WHAT NEEDS TO BE DONE> Please give nothing except the number of lines in the records below that include the word "crates".

MATERIALS PROVIDED>
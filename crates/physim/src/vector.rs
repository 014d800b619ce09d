//! Two-dimensional vectors in screen coordinates.
//!
//! The world uses raster orientation: the origin is the top-left corner,
//! x increases to the right and y increases downward.
//!
//! # Example
//!
//! ```rust
//! use physim::Vec2;
//!
//! let a = Vec2::new(3.0, 4.0);
//! let b = a * 2.0 + Vec2::new(1.0, 0.0);
//! assert_eq!(b, Vec2::new(7.0, 8.0));
//! assert_eq!(a.magnitude(), 5.0);
//! ```

use core::ops::{Add, AddAssign, Div, Mul, Neg, Sub, SubAssign};

/// A vector (or point) in 2D space.
#[derive(Debug, Clone, Copy, Default, PartialEq)]
#[cfg_attr(feature = "serde", derive(serde::Serialize))]
pub struct Vec2 {
    /// X component.
    pub x: f64,
    /// Y component.
    pub y: f64,
}

impl Vec2 {
    /// Creates a new vector with the given components.
    #[inline]
    pub const fn new(x: f64, y: f64) -> Self {
        Self { x, y }
    }

    /// Returns the zero vector.
    #[inline]
    pub const fn zero() -> Self {
        Self { x: 0.0, y: 0.0 }
    }

    /// Dot product.
    #[inline]
    pub fn dot(self, other: Vec2) -> f64 {
        self.x * other.x + self.y * other.y
    }

    /// Returns the magnitude (length) of the vector.
    #[inline]
    pub fn magnitude(self) -> f64 {
        self.dot(self).sqrt()
    }

    /// Returns a unit vector, or the vector unchanged if its length is zero.
    #[inline]
    pub fn normalized(self) -> Self {
        let mag = self.magnitude();
        if mag == 0.0 {
            return self;
        }
        self / mag
    }

    /// The vector rotated a quarter turn: `(-y, x)`.
    #[inline]
    pub fn perp(self) -> Self {
        Self::new(-self.y, self.x)
    }

    /// The vector rotated by `angle` radians.
    #[inline]
    pub fn rotated(self, angle: f64) -> Self {
        let (sin, cos) = angle.sin_cos();
        Self::new(self.x * cos - self.y * sin, self.x * sin + self.y * cos)
    }

    /// True when both components are finite.
    #[inline]
    pub fn is_finite(self) -> bool {
        self.x.is_finite() && self.y.is_finite()
    }
}

impl Add for Vec2 {
    type Output = Vec2;

    #[inline]
    fn add(self, other: Vec2) -> Vec2 {
        Vec2::new(self.x + other.x, self.y + other.y)
    }
}

impl AddAssign for Vec2 {
    #[inline]
    fn add_assign(&mut self, other: Vec2) {
        self.x += other.x;
        self.y += other.y;
    }
}

impl Sub for Vec2 {
    type Output = Vec2;

    #[inline]
    fn sub(self, other: Vec2) -> Vec2 {
        Vec2::new(self.x - other.x, self.y - other.y)
    }
}

impl SubAssign for Vec2 {
    #[inline]
    fn sub_assign(&mut self, other: Vec2) {
        self.x -= other.x;
        self.y -= other.y;
    }
}

impl Mul<f64> for Vec2 {
    type Output = Vec2;

    #[inline]
    fn mul(self, scalar: f64) -> Vec2 {
        Vec2::new(self.x * scalar, self.y * scalar)
    }
}

impl Mul<Vec2> for f64 {
    type Output = Vec2;

    #[inline]
    fn mul(self, v: Vec2) -> Vec2 {
        v * self
    }
}

impl Div<f64> for Vec2 {
    type Output = Vec2;

    #[inline]
    fn div(self, scalar: f64) -> Vec2 {
        Vec2::new(self.x / scalar, self.y / scalar)
    }
}

impl Neg for Vec2 {
    type Output = Vec2;

    #[inline]
    fn neg(self) -> Vec2 {
        Vec2::new(-self.x, -self.y)
    }
}

impl From<(f64, f64)> for Vec2 {
    #[inline]
    fn from((x, y): (f64, f64)) -> Self {
        Self::new(x, y)
    }
}
#![forbid(unsafe_code)]

//! # physim
//!
//! Runs a physics simulation headless at a fixed tick rate.
//!
//! ## Usage
//!
//! ```bash
//! physim                                   # Linear motion, 10 s, at rest
//! physim -s linear --acceleration 12.5     # Push the box
//! physim -s harmonic --mass 0.5 -o out.ppm # Oscillate, save the last frame
//! physim diagnostics                       # Print the resolved settings
//! ```

use std::io;

use physim_cli::cli::{Cli, Command, LogLevel};
use physim_cli::config::Config;
use physim_cli::runner;
use tracing_subscriber::EnvFilter;

fn main() -> anyhow::Result<()> {
    let cli = Cli::parse_args();
    let config = Config::from_cli(&cli)?;
    init_tracing(LogLevel::from_verbosity(config.verbosity));
    config.validate()?;

    match cli.command() {
        Command::Run => {
            let stdout = io::stdout();
            let mut out = stdout.lock();
            runner::run(&config, &mut out)?;
        }
        Command::Diagnostics => {
            println!("{}", config.to_diagnostic_string());
        }
    }

    Ok(())
}

/// Logs go to stderr so telemetry on stdout stays machine-readable.
/// `RUST_LOG` takes precedence over `-v`.
fn init_tracing(level: LogLevel) {
    let filter =
        EnvFilter::try_from_default_env().unwrap_or_else(|_| EnvFilter::new(level.as_filter()));
    tracing_subscriber::fmt()
        .with_env_filter(filter)
        .with_writer(io::stderr)
        .with_target(false)
        .init();
}
//! The lifecycle shared by every simulation.
//!
//! A caller owns the clock. Each tick it calls [`Simulation::step`] with a
//! fixed time delta, then [`Simulation::draw`], then presents the returned
//! [`Frame`]. Parameter changes, [`Simulation::reset`] and
//! [`Simulation::resize`] happen between ticks on the same thread.

use crate::error::{PhysicsError, Result};
use crate::raster::Frame;

/// Display rate the simulations are tuned for.
pub const TICK_RATE: u32 = 60;

/// Time delta of one tick at [`TICK_RATE`].
pub const DEFAULT_DT: f64 = 1.0 / TICK_RATE as f64;

/// Longest side a world or canvas may have, in pixels.
pub const MAX_SIDE: u32 = 16_384;

/// Width and height of a simulation world, in pixels.
///
/// Both sides lie in `1..=MAX_SIDE`, so every `Dimensions` fits a canvas.
#[derive(Debug, Clone, Copy, PartialEq, Eq, Hash)]
#[cfg_attr(feature = "serde", derive(serde::Serialize))]
pub struct Dimensions {
    width: u32,
    height: u32,
}

impl Dimensions {
    /// Validates a width/height pair.
    ///
    /// # Errors
    ///
    /// Returns [`PhysicsError::EmptyCanvas`] when either side is zero and
    /// [`PhysicsError::CanvasTooLarge`] when either exceeds [`MAX_SIDE`].
    pub const fn new(width: u32, height: u32) -> Result<Self> {
        if width == 0 || height == 0 {
            return Err(PhysicsError::EmptyCanvas { width, height });
        }
        if width > MAX_SIDE || height > MAX_SIDE {
            return Err(PhysicsError::CanvasTooLarge { width, height });
        }
        Ok(Self { width, height })
    }

    /// For compile-time defaults only; both sides must be in `1..=MAX_SIDE`.
    pub(crate) const fn new_unchecked(width: u32, height: u32) -> Self {
        Self { width, height }
    }

    /// Width in pixels.
    #[inline]
    pub const fn width(self) -> u32 {
        self.width
    }

    /// Height in pixels.
    #[inline]
    pub const fn height(self) -> u32 {
        self.height
    }

    /// Number of pixels covered.
    #[inline]
    pub const fn area(self) -> usize {
        self.width as usize * self.height as usize
    }
}

/// A single-entity simulation driven by an external fixed-rate clock.
///
/// Implementations are single-threaded; none of the operations fail.
///
/// # Example
///
/// ```rust
/// use physim::{Dimensions, HarmonicMotionSim, LinearMotionSim, Simulation};
///
/// let size = Dimensions::new(640, 320)?;
/// let mut sims: Vec<Box<dyn Simulation>> = vec![
///     Box::new(LinearMotionSim::new(size)),
///     Box::new(HarmonicMotionSim::new(size)),
/// ];
///
/// for sim in &mut sims {
///     sim.tick();
///     let frame = sim.draw();
///     assert_eq!(frame.canvas().width(), 640);
/// }
/// # Ok::<(), physim::PhysicsError>(())
/// ```
pub trait Simulation {
    /// Short identifier used in logs and reports.
    fn name(&self) -> &'static str;

    /// Advances the simulation by `dt` seconds.
    fn step(&mut self, dt: f64);

    /// Advances by one tick at the default rate.
    fn tick(&mut self) {
        self.step(DEFAULT_DT);
    }

    /// Renders the current state into the off-screen frame and returns it.
    fn draw(&mut self) -> &Frame;

    /// Returns the simulation to its initial state.
    fn reset(&mut self);

    /// Adapts the world, the frame buffer and the body to new dimensions.
    fn resize(&mut self, dimensions: Dimensions);

    /// Current world dimensions.
    fn dimensions(&self) -> Dimensions;

    /// The text lines `draw` prints, formatted from current state.
    fn telemetry_lines(&self) -> Vec<String>;
}
#![allow(clippy::doc_markdown)]
#![allow(clippy::uninlined_format_args)]
#![allow(clippy::suboptimal_flops)]
#![allow(clippy::cast_lossless)]
#![allow(clippy::cast_precision_loss)]
#![allow(clippy::float_cmp)]

use std::f64::consts::TAU;

use physim::{
    DEFAULT_DT, Dimensions, HarmonicMotionSim, LinearMotionSim, Mass, Simulation, fps,
    natural_frequency,
};
use proptest::prelude::*;

fn linear(width: u32, height: u32) -> LinearMotionSim {
    LinearMotionSim::new(Dimensions::new(width, height).unwrap())
}

// =============================================================================
// Linear motion: rest and accumulation
// =============================================================================

proptest! {
    #[test]
    fn linear_rest_never_moves(
        // Quarter width clears the left wall
        width in 240u32..2000,
        height in 80u32..1200,
        steps in 1usize..600,
    ) {
        let mut sim = linear(width, height);
        let start = sim.body().position();

        for _ in 0..steps {
            sim.step(DEFAULT_DT);
        }

        prop_assert_eq!(sim.body().position(), start);
        prop_assert_eq!(sim.telemetry().velocity, 0.0);
    }

    #[test]
    fn linear_velocity_follows_euler_accumulation(
        acceleration in -50.0f64..50.0,
        steps in 1usize..60,
    ) {
        // Wide world so no wall is reached within a second
        let mut sim = linear(4000, 400);
        sim.set_acceleration(acceleration);

        let mut expected_v = 0.0;
        let mut expected_x = sim.telemetry().position;
        for _ in 0..steps {
            sim.step(DEFAULT_DT);
            expected_v += acceleration * DEFAULT_DT;
            expected_x += expected_v * DEFAULT_DT;
        }

        let t = sim.telemetry();
        prop_assert_eq!(t.velocity, expected_v);
        prop_assert_eq!(t.position, expected_x);
        prop_assert!(
            (t.velocity - acceleration * DEFAULT_DT * steps as f64).abs() < 1e-9,
            "v={} a={} n={}", t.velocity, acceleration, steps
        );
    }

    #[test]
    fn linear_never_leaves_world(
        width in 60u32..1500,
        acceleration in -50.0f64..50.0,
        steps in 1usize..1200,
    ) {
        let mut sim = linear(width, 400);
        sim.set_acceleration(acceleration);
        let half = LinearMotionSim::half_width();

        for _ in 0..steps {
            sim.step(DEFAULT_DT);
            let x = sim.telemetry().position;
            prop_assert!(x - half >= 0.0, "left edge crossed: x={}", x);
            prop_assert!(x + half <= width as f64, "right edge crossed: x={}", x);
        }
    }

    #[test]
    fn linear_left_clamp_is_sticky(
        acceleration in -50.0f64..-5.0,
    ) {
        let mut sim = linear(800, 400);
        sim.set_acceleration(acceleration);
        let half = LinearMotionSim::half_width();

        let mut clamped_at = None;
        for i in 0..2000 {
            sim.step(DEFAULT_DT);
            if clamped_at.is_none() && sim.telemetry().position == half {
                clamped_at = Some(i);
            }
            if clamped_at.is_some() {
                prop_assert_eq!(sim.telemetry().position, half);
                prop_assert_eq!(sim.telemetry().velocity, 0.0);
            }
        }
        prop_assert!(clamped_at.is_some(), "never reached the left wall");
    }
}

// =============================================================================
// Linear motion: resize
// =============================================================================

proptest! {
    #[test]
    fn linear_resize_is_idempotent(
        width in 1u32..2000,
        height in 1u32..1200,
        acceleration in -50.0f64..50.0,
    ) {
        let size = Dimensions::new(width, height).unwrap();

        let mut once = linear(800, 400);
        once.set_acceleration(acceleration);
        for _ in 0..90 {
            once.tick();
        }
        let mut twice = once.clone();

        once.resize(size);
        twice.resize(size);
        twice.resize(size);

        prop_assert_eq!(once.body().position(), twice.body().position());
        prop_assert_eq!(once.body().velocity(), twice.body().velocity());
        prop_assert_eq!(once.world().anchor(), twice.world().anchor());
        prop_assert_eq!(once.initial_position(), twice.initial_position());
    }
}

// =============================================================================
// Harmonic motion: frequency law and resize
// =============================================================================

proptest! {
    #[test]
    fn harmonic_frequency_law_after_mass_change(
        stiffness in 10.0f64..200.0,
        mass in 0.1f64..1.0,
    ) {
        let mut sim = HarmonicMotionSim::default();
        sim.set_stiffness(stiffness);
        sim.set_mass(Mass::new(mass).unwrap());
        sim.reset();

        let expected = (stiffness / mass).sqrt() / TAU;
        let t = sim.telemetry();
        prop_assert!((t.frequency - expected).abs() < 1e-12);
        prop_assert!((t.period - 1.0 / expected).abs() < 1e-9);
        prop_assert_eq!(t.frequency, natural_frequency(stiffness, mass));
    }

    #[test]
    fn harmonic_resize_is_idempotent(
        width in 1u32..2000,
        height in 1u32..1200,
        amplitude in 10.0f64..200.0,
    ) {
        let size = Dimensions::new(width, height).unwrap();

        let mut once = HarmonicMotionSim::default();
        once.set_amplitude(amplitude);
        for _ in 0..45 {
            once.tick();
        }
        let mut twice = once.clone();

        once.resize(size);
        twice.resize(size);
        twice.resize(size);

        prop_assert_eq!(once.body().position(), twice.body().position());
        prop_assert_eq!(once.world().anchor(), twice.world().anchor());
        prop_assert_eq!(once.elapsed(), twice.elapsed());
    }

    #[test]
    fn harmonic_stays_finite(
        stiffness in 10.0f64..200.0,
        mass in 0.1f64..1.0,
        amplitude in 10.0f64..200.0,
    ) {
        let mut sim = HarmonicMotionSim::default();
        sim.set_stiffness(stiffness);
        sim.set_mass(Mass::new(mass).unwrap());
        sim.set_amplitude(amplitude);

        for _ in 0..600 {
            sim.step(fps(60));
            prop_assert!(sim.body().position().is_finite());
            prop_assert!(sim.body().velocity().is_finite());
        }
    }
}
#[cfg(test)]
mod tests {
    use super::*;
    use std::io::Write;

    fn cli(args: &[&str]) -> Cli {
        let mut argv = vec!["physim"];
        argv.extend_from_slice(args);
        Cli::try_parse_from(argv).unwrap()
    }

    #[test]
    fn config_default_values() {
        let config = Config::default();
        assert_eq!(config.scenario, Scenario::Linear);
        assert_eq!(config.ticks, 600);
        assert_eq!(config.rate, 60);
        assert_eq!(config.stiffness, 50.0);
        assert_eq!(config.mass, 1.0);
        assert_eq!(config.format, OutputFormat::Text);
        assert!(config.validate().is_ok());
    }

    #[test]
    fn config_scenario_sizes() {
        let mut config = Config::default();
        let d = config.dimensions().unwrap();
        assert_eq!((d.width(), d.height()), (800, 400));

        config.scenario = Scenario::Harmonic;
        let d = config.dimensions().unwrap();
        assert_eq!((d.width(), d.height()), (800, 600));

        config.width = Some(1024);
        let d = config.dimensions().unwrap();
        assert_eq!((d.width(), d.height()), (1024, 600));
    }

    #[test]
    fn config_from_cli_overrides() {
        let config = Config::from_cli(&cli(&[
            "-s",
            "harmonic",
            "--stiffness",
            "120",
            "--mass",
            "0.5",
            "-n",
            "30",
            "-vv",
        ]))
        .unwrap();

        assert_eq!(config.scenario, Scenario::Harmonic);
        assert_eq!(config.stiffness, 120.0);
        assert_eq!(config.mass, 0.5);
        assert_eq!(config.ticks, 30);
        assert_eq!(config.verbosity, 2);
        assert_eq!(config.amplitude, 100.0);
    }

    #[test]
    fn config_file_then_flags() {
        let mut file = tempfile::NamedTempFile::new().unwrap();
        write!(
            file,
            r#"{{"scenario": "harmonic", "stiffness": 80.0, "ticks": 10, "format": "json"}}"#
        )
        .unwrap();
        let path = file.path().to_str().unwrap();

        let config = Config::from_cli(&cli(&["--config", path, "--ticks", "99"])).unwrap();

        assert_eq!(config.scenario, Scenario::Harmonic);
        assert_eq!(config.stiffness, 80.0);
        assert_eq!(config.format, OutputFormat::Json);
        assert_eq!(config.ticks, 99);
        assert_eq!(config.mass, 1.0);
    }

    #[test]
    fn config_file_errors() {
        let missing = Config::load(Path::new("/nonexistent/physim.json"));
        assert!(matches!(missing, Err(ConfigError::Read { .. })));

        let mut file = tempfile::NamedTempFile::new().unwrap();
        write!(file, r#"{{"gravity": 9.81}}"#).unwrap();
        let unknown = Config::load(file.path());
        assert!(matches!(unknown, Err(ConfigError::Parse { .. })));
    }

    #[test]
    fn config_round_trips_through_json() {
        let config = Config {
            scenario: Scenario::Harmonic,
            snapshot: Some(PathBuf::from("out.ppm")),
            ..Config::default()
        };
        let json = serde_json::to_string(&config).unwrap();
        assert!(json.contains(r#""scenario":"harmonic""#));
        let parsed: Config = serde_json::from_str(&json).unwrap();
        assert_eq!(parsed, config);
    }

    #[test]
    fn config_validate_rejects_bad_values() {
        let config = Config {
            width: Some(0),
            ..Config::default()
        };
        assert!(matches!(
            config.validate(),
            Err(ConfigError::Physics(PhysicsError::EmptyCanvas { .. }))
        ));

        let config = Config {
            rate: 0,
            ..Config::default()
        };
        assert!(matches!(config.validate(), Err(ConfigError::ZeroRate)));

        let config = Config {
            mass: 0.0,
            ..Config::default()
        };
        assert!(matches!(
            config.validate(),
            Err(ConfigError::Physics(PhysicsError::NonPositiveMass(_)))
        ));

        let config = Config {
            stiffness: f64::NAN,
            ..Config::default()
        };
        let err = config.validate().unwrap_err();
        assert!(err.to_string().contains("stiffness"));
    }

    #[test]
    fn config_validate_snapshot_dir() {
        let config = Config {
            snapshot: Some(PathBuf::from("/nonexistent/dir/frame.ppm")),
            ..Config::default()
        };
        assert!(matches!(
            config.validate(),
            Err(ConfigError::SnapshotDirNotFound(_))
        ));

        let config = Config {
            snapshot: Some(PathBuf::from("frame.ppm")),
            ..Config::default()
        };
        assert!(config.validate().is_ok());
    }

    #[test]
    fn config_snapshot_format_from_extension() {
        let config = Config {
            snapshot: Some(PathBuf::from("frame.PNG")),
            ..Config::default()
        };
        assert!(config.validate().is_ok());
        assert_eq!(
            config.snapshot_target().unwrap(),
            Some((Path::new("frame.PNG"), SnapshotFormat::Png))
        );

        let config = Config {
            snapshot: Some(PathBuf::from("frame.jpg")),
            ..Config::default()
        };
        assert!(matches!(
            config.validate(),
            Err(ConfigError::UnsupportedSnapshotFormat(_))
        ));

        assert_eq!(Config::default().snapshot_target().unwrap(), None);
    }

    #[test]
    fn config_diagnostic_string() {
        let config = Config {
            scenario: Scenario::Harmonic,
            ..Config::default()
        };
        let diag = config.to_diagnostic_string();

        assert!(diag.contains("Scenario: harmonic"));
        assert!(diag.contains("Size: 800x600"));
        assert!(diag.contains("Stiffness: 50 N/m"));
        assert!(!diag.contains("Acceleration"));
        assert!(diag.contains("Verbosity: 0"));
    }
}
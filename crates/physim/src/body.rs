//! The dynamic point mass moved by the integrator.
//!
//! A [`DynamicBody`] carries linear and angular state, a force accumulator and
//! a moment of inertia derived from its [`Mass`] and [`Shape`] at creation.
//! Changing the mass goes through [`DynamicBody::with_mass`], which builds a
//! replacement body so inertia is never computed from a stale mass.

use crate::error::{PhysicsError, Result};
use crate::vector::Vec2;

/// Strictly positive, finite mass in kilograms.
///
/// # Example
///
/// ```rust
/// use physim::Mass;
///
/// let m = Mass::new(2.0)?;
/// assert_eq!(m.get(), 2.0);
/// assert!(Mass::new(-1.0).is_err());
/// assert!(Mass::new(f64::NAN).is_err());
/// # Ok::<(), physim::PhysicsError>(())
/// ```
#[derive(Debug, Clone, Copy, PartialEq, PartialOrd)]
#[cfg_attr(feature = "serde", derive(serde::Serialize))]
pub struct Mass(f64);

impl Mass {
    /// One kilogram.
    pub const ONE: Mass = Mass(1.0);

    /// Validates and wraps a mass value.
    ///
    /// # Errors
    ///
    /// Returns [`PhysicsError::NonFinite`] for NaN or infinite input and
    /// [`PhysicsError::NonPositiveMass`] for zero or negative input.
    pub fn new(kg: f64) -> Result<Self> {
        if !kg.is_finite() {
            return Err(PhysicsError::NonFinite {
                name: "mass",
                value: kg,
            });
        }
        if kg <= 0.0 {
            return Err(PhysicsError::NonPositiveMass(kg));
        }
        Ok(Self(kg))
    }

    /// For compile-time defaults only; `kg` must be positive and finite.
    pub(crate) const fn new_unchecked(kg: f64) -> Self {
        Self(kg)
    }

    /// The mass in kilograms.
    #[inline]
    pub const fn get(self) -> f64 {
        self.0
    }
}

impl Default for Mass {
    fn default() -> Self {
        Self::ONE
    }
}

impl TryFrom<f64> for Mass {
    type Error = PhysicsError;

    fn try_from(kg: f64) -> Result<Self> {
        Self::new(kg)
    }
}

/// Moment of inertia of a solid box centred on its body.
#[inline]
pub fn moment_for_box(mass: f64, width: f64, height: f64) -> f64 {
    mass * (width * width + height * height) / 12.0
}

/// Moment of inertia of a ring (or disc when `inner` is zero) centred on its body.
#[inline]
pub fn moment_for_circle(mass: f64, inner: f64, outer: f64) -> f64 {
    mass * (inner * inner + outer * outer) / 2.0
}

/// Collision outline attached to a body. Only used for drawing, bounds and inertia.
#[derive(Debug, Clone, Copy, PartialEq)]
pub enum Shape {
    /// Axis-aligned (before rotation) box with full extents.
    Box {
        /// Full width.
        width: f64,
        /// Full height.
        height: f64,
    },
    /// Solid disc.
    Circle {
        /// Radius.
        radius: f64,
    },
}

impl Shape {
    /// Moment of inertia of this shape for `mass`.
    pub fn moment(&self, mass: Mass) -> f64 {
        match *self {
            Shape::Box { width, height } => moment_for_box(mass.get(), width, height),
            Shape::Circle { radius } => moment_for_circle(mass.get(), 0.0, radius),
        }
    }

    /// Half extents of the shape's bounding box.
    pub fn half_extents(&self) -> Vec2 {
        match *self {
            Shape::Box { width, height } => Vec2::new(width / 2.0, height / 2.0),
            Shape::Circle { radius } => Vec2::new(radius, radius),
        }
    }

    /// Polygon vertices relative to the body centre, clockwise on screen.
    /// Circles have none.
    pub fn vertices(&self) -> Vec<Vec2> {
        match *self {
            Shape::Box { .. } => {
                let h = self.half_extents();
                vec![
                    Vec2::new(-h.x, -h.y),
                    Vec2::new(h.x, -h.y),
                    Vec2::new(h.x, h.y),
                    Vec2::new(-h.x, h.y),
                ]
            }
            Shape::Circle { .. } => Vec::new(),
        }
    }
}

/// A mass-bearing body advanced by semi-implicit Euler.
///
/// # Example
///
/// ```rust
/// use physim::{DynamicBody, Mass, Shape, Vec2};
///
/// let mut body = DynamicBody::new(Mass::new(2.0)?, Shape::Box { width: 60.0, height: 40.0 });
/// body.set_force(Vec2::new(20.0, 0.0));
/// body.integrate(0.5);
///
/// // a = F/m = 10, v = a·dt = 5, x = v·dt = 2.5
/// assert_eq!(body.velocity(), Vec2::new(5.0, 0.0));
/// assert_eq!(body.position(), Vec2::new(2.5, 0.0));
/// // The force accumulator is consumed by each step
/// assert_eq!(body.force(), Vec2::zero());
/// # Ok::<(), physim::PhysicsError>(())
/// ```
#[derive(Debug, Clone, PartialEq)]
pub struct DynamicBody {
    position: Vec2,
    velocity: Vec2,
    force: Vec2,
    angle: f64,
    angular_velocity: f64,
    torque: f64,
    mass: Mass,
    moment: f64,
    shape: Shape,
}

impl DynamicBody {
    /// Creates a body at rest at the origin.
    pub fn new(mass: Mass, shape: Shape) -> Self {
        Self {
            position: Vec2::zero(),
            velocity: Vec2::zero(),
            force: Vec2::zero(),
            angle: 0.0,
            angular_velocity: 0.0,
            torque: 0.0,
            mass,
            moment: shape.moment(mass),
            shape,
        }
    }

    /// Builds the replacement body for a mass change.
    ///
    /// Inertia is recomputed from `mass`; position, velocity and rotation
    /// carry over from `self`. Pending force and torque do not.
    pub fn with_mass(&self, mass: Mass) -> Self {
        Self {
            position: self.position,
            velocity: self.velocity,
            angle: self.angle,
            angular_velocity: self.angular_velocity,
            ..Self::new(mass, self.shape)
        }
    }

    /// Advances the body by `dt` seconds and clears the accumulators.
    ///
    /// Velocity is updated from the accumulated force first, then position
    /// from the updated velocity.
    pub fn integrate(&mut self, dt: f64) {
        self.velocity += self.force / self.mass.get() * dt;
        self.angular_velocity += self.torque / self.moment * dt;

        self.position += self.velocity * dt;
        self.angle += self.angular_velocity * dt;

        self.force = Vec2::zero();
        self.torque = 0.0;
    }

    /// Stops all motion and discards pending forces. Position is kept.
    pub fn halt(&mut self) {
        self.velocity = Vec2::zero();
        self.force = Vec2::zero();
        self.angle = 0.0;
        self.angular_velocity = 0.0;
        self.torque = 0.0;
    }

    /// Adds `force` to the accumulator for the next step.
    #[inline]
    pub fn apply_force(&mut self, force: Vec2) {
        self.force += force;
    }

    /// Replaces the accumulated force for the next step.
    #[inline]
    pub fn set_force(&mut self, force: Vec2) {
        self.force = force;
    }

    /// Kinetic energy of the translational motion.
    pub fn kinetic_energy(&self) -> f64 {
        0.5 * self.mass.get() * self.velocity.dot(self.velocity)
    }

    /// World-space outline of a box body, rotated by the body angle.
    pub fn outline(&self) -> Vec<Vec2> {
        self.shape
            .vertices()
            .into_iter()
            .map(|v| self.position + v.rotated(self.angle))
            .collect()
    }

    /// Current position.
    #[inline]
    pub const fn position(&self) -> Vec2 {
        self.position
    }

    /// Current velocity.
    #[inline]
    pub const fn velocity(&self) -> Vec2 {
        self.velocity
    }

    /// Force accumulated for the next step.
    #[inline]
    pub const fn force(&self) -> Vec2 {
        self.force
    }

    /// Rotation in radians.
    #[inline]
    pub const fn angle(&self) -> f64 {
        self.angle
    }

    /// Angular velocity in radians per second.
    #[inline]
    pub const fn angular_velocity(&self) -> f64 {
        self.angular_velocity
    }

    /// The body's mass.
    #[inline]
    pub const fn mass(&self) -> Mass {
        self.mass
    }

    /// Moment of inertia, fixed at creation from mass and shape.
    #[inline]
    pub const fn moment(&self) -> f64 {
        self.moment
    }

    /// The attached shape.
    #[inline]
    pub const fn shape(&self) -> Shape {
        self.shape
    }

    /// Sets the position.
    #[inline]
    pub fn set_position(&mut self, position: Vec2) {
        self.position = position;
    }

    /// Sets the velocity.
    #[inline]
    pub fn set_velocity(&mut self, velocity: Vec2) {
        self.velocity = velocity;
    }
}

PROBLEM SOLUTION> 2